The journey to becoming a monk transpires over the course of various stages. It is a process of prayerful discernment between the candidate and the monastic community and, above all, the Holy Spirit.
There are five stages of formation:
1. Pre-Candidacy (Exploration): During the first stage, young men are encouraged to learn more about the monastery, its monks, and the basic structure of life in the community. A visit to the abbey is highly recommended. Candidates often make several visits to the abbey in addition to participating in a “live in” weekend. The weekend experience gives pre-candidates an opportunity to experience two days of being a monk (prayer, work, meals, and recreation). Upon completing the weekend experience, one can apply to become a candidate at the monastery.
2. Candidacy: This stage lasts six months. During this stage, the candidate gets to experience the monastic life for a longer duration than he experienced previously over a weekend stay. This allows the candidate more time to explore the life of a monk in depth, and it also allows the community to get to know the candidate better.
3. Novitiate: Toward the completion of the Candidacy, a candidate may request admittance to the novitiate (the third stage). Upon his acceptance for the novitiate by the Monastic Chapter, he will receive a monastic habit (robe) and begin his year of intensive formation which includes Benedictine and general spirituality, a detailed study of the Holy Rule of Saint Benedict, monastic history, and liturgy. A daily work schedule is an integral part of the novitiate program.
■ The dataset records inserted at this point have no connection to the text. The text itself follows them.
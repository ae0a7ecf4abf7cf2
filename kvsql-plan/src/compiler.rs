//! The compiler interface the core invokes for prepare and resolve.

use std::sync::Arc;

use kvsql_result::Result;
use rustc_hash::FxHashMap;

use crate::params::ParameterSet;
use crate::plans::Plan;
use crate::schema::SchemaView;
use crate::value::SqlType;

/// Options accompanying a compile request.
#[derive(Debug, Clone, Default)]
pub struct CompileOptions {
    /// When set, the resulting prepared statement is registered in this
    /// session's store rather than the process-global one.
    pub session_id: Option<u64>,
    /// Declared host-variable types, by parameter name.
    pub host_variables: FxHashMap<String, SqlType>,
}

/// Everything the compiler needs from the database.
pub struct CompilerContext {
    pub schema: Arc<dyn SchemaView>,
    pub options: CompileOptions,
}

impl CompilerContext {
    pub fn new(schema: Arc<dyn SchemaView>, options: CompileOptions) -> Self {
        Self { schema, options }
    }
}

/// External SQL compiler.
///
/// `compile` turns SQL text into a reusable plan; `bind` re-enters the
/// compiler with a parameter set and produces the executable plan. Both are
/// pure with respect to the database: compilation never publishes partial
/// state.
pub trait SqlCompiler: Send + Sync {
    fn compile(&self, ctx: &CompilerContext, sql: &str) -> Result<Plan>;

    fn bind(&self, ctx: &CompilerContext, plan: &Plan, parameters: &ParameterSet) -> Result<Plan>;
}
//! Root of the batch-loader tree.

use std::path::PathBuf;
use std::sync::atomic::{AtomicUsize, Ordering};
use std::sync::{Arc, Mutex};

use kvsql_plan::ParameterSet;
use kvsql_result::{Error, ErrorInfo};
use rustc_hash::FxHashMap;

use crate::database::Database;
use crate::handles::StatementHandle;
use crate::request::RequestContext;

use super::file_executor::BatchFileExecutor;
use super::reader::ColumnarReaderFactory;
use super::state::BatchExecutionState;
use super::LoadOptions;

pub(crate) struct BatchExecutorInner {
    pub(crate) db: Database,
    pub(crate) statement: StatementHandle,
    pub(crate) parameters: Arc<ParameterSet>,
    pub(crate) options: LoadOptions,
    pub(crate) factory: Arc<dyn ColumnarReaderFactory>,
    pub(crate) state: Arc<BatchExecutionState>,
    files: Vec<PathBuf>,
    next_file: AtomicUsize,
    /// Live file executors keyed by their address; membership is for
    /// release only — the counters are the done-ness authority.
    children: Mutex<FxHashMap<usize, Arc<BatchFileExecutor>>>,
    rctx: Arc<RequestContext>,
}

/// Owns the file list and the bounded set of live file executors.
#[derive(Clone)]
pub struct BatchExecutor {
    pub(crate) inner: Arc<BatchExecutorInner>,
}

impl BatchExecutor {
    #[allow(clippy::too_many_arguments)]
    pub(crate) fn new(
        db: Database,
        statement: StatementHandle,
        parameters: Arc<ParameterSet>,
        files: Vec<PathBuf>,
        options: LoadOptions,
        factory: Arc<dyn ColumnarReaderFactory>,
        rctx: Arc<RequestContext>,
    ) -> Self {
        Self {
            inner: Arc::new(BatchExecutorInner {
                db,
                statement,
                parameters,
                options,
                factory,
                state: Arc::new(BatchExecutionState::new()),
                files,
                next_file: AtomicUsize::new(0),
                children: Mutex::new(FxHashMap::default()),
                rctx,
            }),
        }
    }

    pub fn state(&self) -> &Arc<BatchExecutionState> {
        &self.inner.state
    }

    /// Start up to `max_concurrent_files` file executors. If nothing ended
    /// up running (empty input, or an early error drained everything), the
    /// batch finishes right here.
    pub fn bootstrap(&self) {
        for _ in 0..self.inner.options.max_concurrent_files.max(1) {
            match self.next_file() {
                Some(file) => self.process_file(&file),
                None => break,
            }
        }
        self.maybe_finish();
    }

    /// Claim the next input file and construct its executor. `None` means
    /// end of input or a recorded failure.
    fn next_file(&self) -> Option<Arc<BatchFileExecutor>> {
        if self.inner.state.error_aborting() {
            return None;
        }
        let index = self.inner.next_file.fetch_add(1, Ordering::SeqCst);
        let path = self.inner.files.get(index)?.clone();

        match BatchFileExecutor::new(Arc::downgrade(&self.inner), path.clone()) {
            Ok(file) => {
                self.inner
                    .children
                    .lock()
                    .expect("batch children lock poisoned")
                    .insert(Arc::as_ptr(&file) as usize, Arc::clone(&file));
                Some(file)
            }
            Err(err) => {
                // A file that cannot open fails the whole batch.
                let info = ErrorInfo::from(&Error::LoadFile(format!(
                    "opening load file {} failed: {err}",
                    path.display()
                )))
                .with_supplement(format!("file:{}", path.display()));
                self.inner.state.try_set_error(info);
                None
            }
        }
    }

    fn process_file(&self, file: &Arc<BatchFileExecutor>) {
        file.bootstrap();
    }

    /// A file executor drained all of its blocks: release it and try to
    /// start the next file.
    pub(crate) fn end_of_file(&self, file: &Arc<BatchFileExecutor>) {
        self.release_file(file);
        if let Some(next) = self.next_file() {
            self.process_file(&next);
            return;
        }
        self.maybe_finish();
    }

    fn release_file(&self, file: &Arc<BatchFileExecutor>) {
        self.inner
            .children
            .lock()
            .expect("batch children lock poisoned")
            .remove(&(Arc::as_ptr(file) as usize));
    }

    /// Finish when nothing is running and either every file was released or
    /// the batch is error-aborting with its in-flight work drained.
    pub(crate) fn maybe_finish(&self) {
        if self.inner.state.running_statements() != 0 {
            return;
        }
        let drained = self
            .inner
            .children
            .lock()
            .expect("batch children lock poisoned")
            .is_empty();
        if drained || self.inner.state.error_aborting() {
            self.finish();
        }
    }

    /// One-shot completion: arms the load job, whose completion callback
    /// reports the final status to the caller.
    pub(crate) fn finish(&self) {
        if !self.inner.state.finish() {
            return;
        }
        tracing::debug!(
            job_id = self.inner.rctx.job().id(),
            running = self.inner.state.running_statements(),
            aborting = self.inner.state.error_aborting(),
            "batch executor finishing"
        );
        self.inner.db.submit_teardown(&self.inner.rctx);
    }
}
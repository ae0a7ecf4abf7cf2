//! Sequence manager.
//!
//! Sequence state lives in the system sequences table: one entry per
//! definition id, keyed with the order-preserving key codec and carrying the
//! last handed-out value. Bootstrap reads the id map with a throwaway
//! transaction; `next_value` advances the in-memory counter and writes the
//! new watermark back through a short transaction of its own.

use std::sync::atomic::{AtomicI64, Ordering};
use std::sync::{Arc, RwLock};

use kvsql_kv::{KvEngine, KvTransactionOptions, PutOperation, ScanRange};
use kvsql_plan::codec::{decode_key, decode_row, encode_key, encode_row};
use kvsql_plan::{SequenceDef, SqlType, Value};
use kvsql_result::{Error, Result};
use rustc_hash::FxHashMap;

use super::SYSTEM_SEQUENCES_NAME;

struct SequenceEntry {
    definition_id: u64,
    value: AtomicI64,
    increment: i64,
}

#[derive(Default)]
pub struct SequenceManager {
    kv: RwLock<Option<Arc<dyn KvEngine>>>,
    entries: RwLock<FxHashMap<u64, Arc<SequenceEntry>>>,
}

impl SequenceManager {
    pub fn new() -> Self {
        Self::default()
    }

    /// Read the persisted id map with a throwaway transaction and populate
    /// the in-memory entries. Returns the number of sequences loaded.
    pub fn bootstrap(&self, kv: Arc<dyn KvEngine>) -> Result<usize> {
        let tx = kv
            .begin_transaction(&KvTransactionOptions::default())
            .map_err(|err| Error::SqlService(format!("sequence bootstrap begin failed: {err}")))?;
        let rows = tx
            .scan(SYSTEM_SEQUENCES_NAME, &ScanRange::full())
            .map_err(|err| Error::SqlService(format!("sequence bootstrap scan failed: {err}")))?;
        // Read-only probe; nothing to commit.
        tx.abort()
            .map_err(|err| Error::SqlService(format!("sequence bootstrap abort failed: {err}")))?;

        let mut entries = self.entries.write().expect("sequence entries lock poisoned");
        entries.clear();
        for (key, value) in rows {
            let decoded_key = decode_key(&[SqlType::Int8], &key)?;
            let Some(Value::Int8(definition_id)) = decoded_key.first().cloned().flatten() else {
                return Err(Error::Internal(
                    "system sequences entry has a malformed key".into(),
                ));
            };
            let decoded_row = decode_row(&value)?;
            let current = match decoded_row.first().cloned().flatten() {
                Some(Value::Int8(v)) => v,
                _ => 0,
            };
            entries.insert(
                definition_id as u64,
                Arc::new(SequenceEntry {
                    definition_id: definition_id as u64,
                    value: AtomicI64::new(current),
                    increment: 1,
                }),
            );
        }
        let loaded = entries.len();
        drop(entries);

        *self.kv.write().expect("sequence kv lock poisoned") = Some(kv);
        tracing::debug!("sequence manager bootstrapped with {} entries", loaded);
        Ok(loaded)
    }

    /// Register a sequence definition, persisting its initial watermark when
    /// the id map has no entry yet.
    pub fn register(&self, def: &SequenceDef) -> Result<()> {
        let definition_id = def.definition_id.ok_or_else(|| {
            Error::InvalidArgument(format!("sequence '{}' lacks a definition id", def.name))
        })?;
        {
            let entries = self.entries.read().expect("sequence entries lock poisoned");
            if entries.contains_key(&definition_id) {
                return Ok(());
            }
        }
        self.persist(definition_id, def.initial_value)?;
        self.entries
            .write()
            .expect("sequence entries lock poisoned")
            .insert(
                definition_id,
                Arc::new(SequenceEntry {
                    definition_id,
                    value: AtomicI64::new(def.initial_value),
                    increment: def.increment,
                }),
            );
        Ok(())
    }

    /// Next value of a registered sequence.
    pub fn next_value(&self, definition_id: u64) -> Result<i64> {
        let entry = self
            .entries
            .read()
            .expect("sequence entries lock poisoned")
            .get(&definition_id)
            .cloned()
            .ok_or_else(|| {
                Error::TargetNotFound(format!("sequence definition {definition_id} not found"))
            })?;
        let next = entry.value.fetch_add(entry.increment, Ordering::SeqCst) + entry.increment;
        self.persist(entry.definition_id, next)?;
        Ok(next)
    }

    fn persist(&self, definition_id: u64, value: i64) -> Result<()> {
        let kv = self
            .kv
            .read()
            .expect("sequence kv lock poisoned")
            .clone()
            .ok_or_else(|| Error::InvalidState("sequence manager not bootstrapped".into()))?;
        let tx = kv
            .begin_transaction(&KvTransactionOptions::default())
            .map_err(|err| Error::SqlService(format!("sequence persist begin failed: {err}")))?;
        let key = encode_key(&[Some(Value::Int8(definition_id as i64))])?;
        let row = encode_row(&[Some(Value::Int8(value))]);
        tx.put(
            SYSTEM_SEQUENCES_NAME,
            &key,
            &row,
            PutOperation::CreateOrUpdate,
        )
        .map_err(|err| Error::SqlService(format!("sequence persist put failed: {err}")))?;

        let (sender, receiver) = std::sync::mpsc::channel();
        tx.commit(Box::new(move |status, _| {
            let _ = sender.send(status);
        }));
        receiver
            .recv()
            .map_err(|_| Error::Internal("sequence persist commit callback lost".into()))?
            .map_err(|err| Error::SqlService(format!("sequence persist commit failed: {err}")))?;
        Ok(())
    }

    /// Forget everything; part of database stop.
    pub fn reset(&self) {
        self.entries
            .write()
            .expect("sequence entries lock poisoned")
            .clear();
        self.kv.write().expect("sequence kv lock poisoned").take();
    }

    pub fn len(&self) -> usize {
        self.entries
            .read()
            .expect("sequence entries lock poisoned")
            .len()
    }

    pub fn is_empty(&self) -> bool {
        self.len() == 0
    }
}

#[cfg(test)]
mod tests {
    use super::*;
    use kvsql_kv::StorageOptions;

    fn engine_with_storage() -> Arc<dyn KvEngine> {
        let kv: Arc<dyn KvEngine> = kvsql_kv::mem::MemKv::open("test");
        kv.create_storage(SYSTEM_SEQUENCES_NAME, StorageOptions::default())
            .unwrap();
        kv
    }

    fn def(id: u64) -> SequenceDef {
        SequenceDef {
            name: format!("seq{id}"),
            definition_id: Some(id),
            ..Default::default()
        }
    }

    #[test]
    fn test_register_and_next_value() {
        let kv = engine_with_storage();
        let manager = SequenceManager::new();
        manager.bootstrap(Arc::clone(&kv)).unwrap();
        manager.register(&def(7)).unwrap();

        assert_eq!(manager.next_value(7).unwrap(), 1);
        assert_eq!(manager.next_value(7).unwrap(), 2);
        assert!(manager.next_value(99).is_err());
    }

    #[test]
    fn test_watermark_survives_rebootstrap() {
        let kv = engine_with_storage();
        let manager = SequenceManager::new();
        manager.bootstrap(Arc::clone(&kv)).unwrap();
        manager.register(&def(3)).unwrap();
        manager.next_value(3).unwrap();
        manager.next_value(3).unwrap();
        manager.reset();

        let reloaded = SequenceManager::new();
        assert_eq!(reloaded.bootstrap(Arc::clone(&kv)).unwrap(), 1);
        assert_eq!(reloaded.next_value(3).unwrap(), 3);
    }
}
4. Simple Vows: At the end of the novitiate the novice requests to profess simple (or temporary) vows. The Monastic Chapter, after hearing an evaluation of the novice’s progress during the novitiate, votes on his acceptance into the monastic community for, normally, a three-year period. The monastic vows he promises are: Stability, Conversatio Morum (a promise to work each day at living the monastic life) and Obedience. The promises of poverty and celibacy are included in the vow of Conversatio Morum.
5. Solemn Vows: At the end of the three-year period of simple vows, the monk may request to profess solemn vows, thus becoming a life-time member of this monastic community. After this final profession the monk’s formation continues through worship, liturgical and private prayer, daily spiritual reading, spiritual conferences and work. He may go on for further training through workshops and other studies including preparation for the priesthood.